Quite à propos current events, Hesse once noted that his family as well as his later travels to Asia - connecting the West and the East - became "the basis of an isolation and a resistance to any sort of nationalism that so defined my life." This is what he said about World War I, “That love is greater than hate, understanding greater than ire, peace nobler than war, this exactly is what this unholy World War should burn into our memories, more so than ever felt before.” Just a few years after the war, in 1922, he wrote Siddhartha, capturing the essence of the Buddhist philosophy in simple yet powerful words.
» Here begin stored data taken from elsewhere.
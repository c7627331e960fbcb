//! # Job configuration validation.
//!
//! Turns the raw mapping returned by a configuration source into a
//! [`Configuration`] of validated [`JobConfig`]s. Invalid jobs are dropped and
//! reported one [`ValidationError`] each; valid ones get defaults filled in.
//!
//! ```text
//! RawConfiguration ──► ConfigurationValidator::validate_all()
//!                        ├─► Configuration       (applied)
//!                        └─► Vec<ValidationError> (logged, dropped)
//! ```

use std::collections::BTreeMap;

use serde_json::Value;

use crate::error::{FieldError, FieldErrorKind, ValidationError};
use crate::jobs::job::{Configuration, JobConfig, JobId, WorkerConfig};
use crate::workers::WorkerRegistry;

/// Unvalidated configuration as produced by a configuration source.
pub type RawConfiguration = BTreeMap<JobId, Value>;

const MTIME: &str = "time of last modification, must be a UTC UNIX timestamp";
const NAME: &str = "descriptive job name, must be a string";
const WORKER_CONFIG: &str = "worker-specific configuration, must be an object";
const WORKER_CLASS: &str = "worker class, must be a string naming a registered worker";
const SHORT_RUN: &str = "minimum healthy run time in seconds, must be a non-negative integer";
const SHUTDOWN: &str = "seconds between SIGTERM and SIGKILL, must be a non-negative integer";
const ENTRY: &str = "job configuration, must be an object";

/// Validates job configurations against the set of registered workers.
pub struct ConfigurationValidator<'a> {
    workers: &'a WorkerRegistry,
}

impl<'a> ConfigurationValidator<'a> {
    /// Creates a validator that accepts only `workerClass` values known to `workers`.
    pub fn new(workers: &'a WorkerRegistry) -> Self {
        Self { workers }
    }

    /// Validates every entry, splitting accepted configs from rejections.
    pub fn validate_all(&self, raw: &RawConfiguration) -> (Configuration, Vec<ValidationError>) {
        let mut accepted = Configuration::new();
        let mut rejected = Vec::new();
        for (id, value) in raw {
            match self.validate(id, value) {
                Ok(cfg) => {
                    accepted.insert(id.clone(), cfg);
                }
                Err(e) => rejected.push(e),
            }
        }
        (accepted, rejected)
    }

    /// Validates one job entry.
    pub fn validate(&self, id: &JobId, value: &Value) -> Result<JobConfig, ValidationError> {
        let Some(obj) = value.as_object() else {
            return Err(ValidationError {
                job: id.to_string(),
                fields: vec![FieldError {
                    field: "job",
                    kind: FieldErrorKind::Invalid,
                    description: ENTRY,
                }],
            });
        };

        let mut errors = Vec::new();

        let mtime = required(obj, "mtime", MTIME, &mut errors, Value::as_u64);
        let name = required(obj, "name", NAME, &mut errors, |v| {
            v.as_str().map(str::to_string)
        });
        let worker_class = required(obj, "workerClass", WORKER_CLASS, &mut errors, |v| {
            v.as_str()
                .filter(|class| self.workers.contains(class))
                .map(str::to_string)
        });
        let worker_config = optional(obj, "workerConfig", WORKER_CONFIG, &mut errors, |v| {
            v.as_object().cloned()
        })
        .unwrap_or_else(WorkerConfig::new);
        let short_run = optional(obj, "shortRunTimeSeconds", SHORT_RUN, &mut errors, Value::as_u64)
            .unwrap_or(JobConfig::DEFAULT_SHORT_RUN_TIME_SECONDS);
        let shutdown = optional(obj, "shutdownTimeoutSeconds", SHUTDOWN, &mut errors, Value::as_u64)
            .unwrap_or(JobConfig::DEFAULT_SHUTDOWN_TIMEOUT_SECONDS);

        match (mtime, name, worker_class) {
            (Some(mtime), Some(name), Some(worker_class)) if errors.is_empty() => Ok(JobConfig {
                name,
                worker_class,
                worker_config,
                mtime,
                short_run_time_seconds: short_run,
                shutdown_timeout_seconds: shutdown,
            }),
            _ => Err(ValidationError {
                job: id.to_string(),
                fields: errors,
            }),
        }
    }
}

fn required<T>(
    obj: &serde_json::Map<String, Value>,
    field: &'static str,
    description: &'static str,
    errors: &mut Vec<FieldError>,
    extract: impl FnOnce(&Value) -> Option<T>,
) -> Option<T> {
    match obj.get(field) {
        None | Some(Value::Null) => {
            errors.push(FieldError {
                field,
                kind: FieldErrorKind::Missing,
                description,
            });
            None
        }
        Some(v) => check(v, field, description, errors, extract),
    }
}

fn optional<T>(
    obj: &serde_json::Map<String, Value>,
    field: &'static str,
    description: &'static str,
    errors: &mut Vec<FieldError>,
    extract: impl FnOnce(&Value) -> Option<T>,
) -> Option<T> {
    match obj.get(field) {
        None | Some(Value::Null) => None,
        Some(v) => check(v, field, description, errors, extract),
    }
}

fn check<T>(
    v: &Value,
    field: &'static str,
    description: &'static str,
    errors: &mut Vec<FieldError>,
    extract: impl FnOnce(&Value) -> Option<T>,
) -> Option<T> {
    let out = extract(v);
    if out.is_none() {
        errors.push(FieldError {
            field,
            kind: FieldErrorKind::Invalid,
            description,
        });
    }
    out
}

#[cfg(test)]
mod tests {
    use super::*;
    use crate::workers::MockWorker;
    use serde_json::json;

    fn registry() -> WorkerRegistry {
        let mut r = WorkerRegistry::new();
        r.register("mock", MockWorker::factory);
        r
    }

    #[test]
    fn test_fills_defaults() {
        let workers = registry();
        let v = ConfigurationValidator::new(&workers);
        let cfg = v
            .validate(
                &JobId::from(7),
                &json!({"name": "seven", "workerClass": "mock", "mtime": 100}),
            )
            .unwrap();
        assert_eq!(cfg.short_run_time_seconds, 5);
        assert_eq!(cfg.shutdown_timeout_seconds, 10);
        assert!(cfg.worker_config.is_empty());
    }

    #[test]
    fn test_keeps_explicit_values() {
        let workers = registry();
        let v = ConfigurationValidator::new(&workers);
        let cfg = v
            .validate(
                &JobId::from(7),
                &json!({
                    "name": "seven",
                    "workerClass": "mock",
                    "mtime": 100,
                    "workerConfig": {"queue": "emails"},
                    "shortRunTimeSeconds": 30,
                    "shutdownTimeoutSeconds": 0
                }),
            )
            .unwrap();
        assert_eq!(cfg.short_run_time_seconds, 30);
        assert_eq!(cfg.shutdown_timeout_seconds, 0);
        assert_eq!(cfg.worker_config["queue"], "emails");
    }

    #[test]
    fn test_reports_every_bad_field() {
        let workers = registry();
        let v = ConfigurationValidator::new(&workers);
        let err = v
            .validate(
                &JobId::from(7),
                &json!({"workerClass": "nope", "mtime": -3, "workerConfig": [1, 2]}),
            )
            .unwrap_err();
        assert!(err.has_field("name"));
        assert!(err.has_field("workerClass"));
        assert!(err.has_field("mtime"));
        assert!(err.has_field("workerConfig"));
        let name = err.fields.iter().find(|f| f.field == "name").unwrap();
        assert_eq!(name.kind, FieldErrorKind::Missing);
    }

    #[test]
    fn test_rejects_non_object_entry() {
        let workers = registry();
        let v = ConfigurationValidator::new(&workers);
        let err = v.validate(&JobId::from(1), &json!("oops")).unwrap_err();
        assert!(err.has_field("job"));
    }

    #[test]
    fn test_validate_all_drops_only_invalid_jobs() {
        let workers = registry();
        let v = ConfigurationValidator::new(&workers);
        let mut raw = RawConfiguration::new();
        raw.insert(
            JobId::from(1),
            json!({"name": "one", "workerClass": "mock", "mtime": 1}),
        );
        raw.insert(JobId::from(2), json!({"name": "two", "mtime": 1}));
        let (ok, bad) = v.validate_all(&raw);
        assert_eq!(ok.len(), 1);
        assert!(ok.contains_key(&JobId::from(1)));
        assert_eq!(bad.len(), 1);
        assert_eq!(bad[0].job, "2");
    }
}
This compact story makes for a quick read but stays with you. It follows the spiritual journey of self-discovery of a young Indian Brahmin named Siddhartha who gives up privilege in search of enlightenment. His name - which is also the name of Gautama Buddha - consists of two Sanskrit words: siddha (achieved) and artha (what was searched for). Together they signify "he who has found meaning.” In particular, I appreciated Hesse’s thoughts on finding meaning in oneness and connection with nature, something I also feel deeply:

Siddhartha bent down, lifted a stone from the ground and held it in his hand. “This,” he said, handling it, “is a stone, and within a certain length of time it will perhaps be soil and from the soil it will become plant, animal or man. Previously I should have said: This stone is just a stone; it has no value, it belongs to the world of Maya, but perhaps because within the cycle of change it can also become man and spirit, it is also of importance. That is what I should have thought. But now I think: This stone is stone; it is also animal, God and Buddha. I do not respect and love it because it was one thing and will become something else, but because it has already long been everything and always is everything. I love it just because it is a stone, because today and now it appears to me a stone.”

We are everything, have long been everything, and always will be everything. We are wonderfully recycled stardust. As the Presidential Inauguration of Joe Biden in the U.S. is coming near, writing this from DC’s Capitol Hill just a few blocks away from fences and heavy police presence, I pray that we all come back to this simple truth. If we can find it in our hearts to recognize the divine in a stone, surely we can appreciate the same spark in fellow human beings regardless of their political affiliation. As Martin Luther King Jr. said, “Love is the only force capable of transforming an enemy into friend.” Happy MLK Day!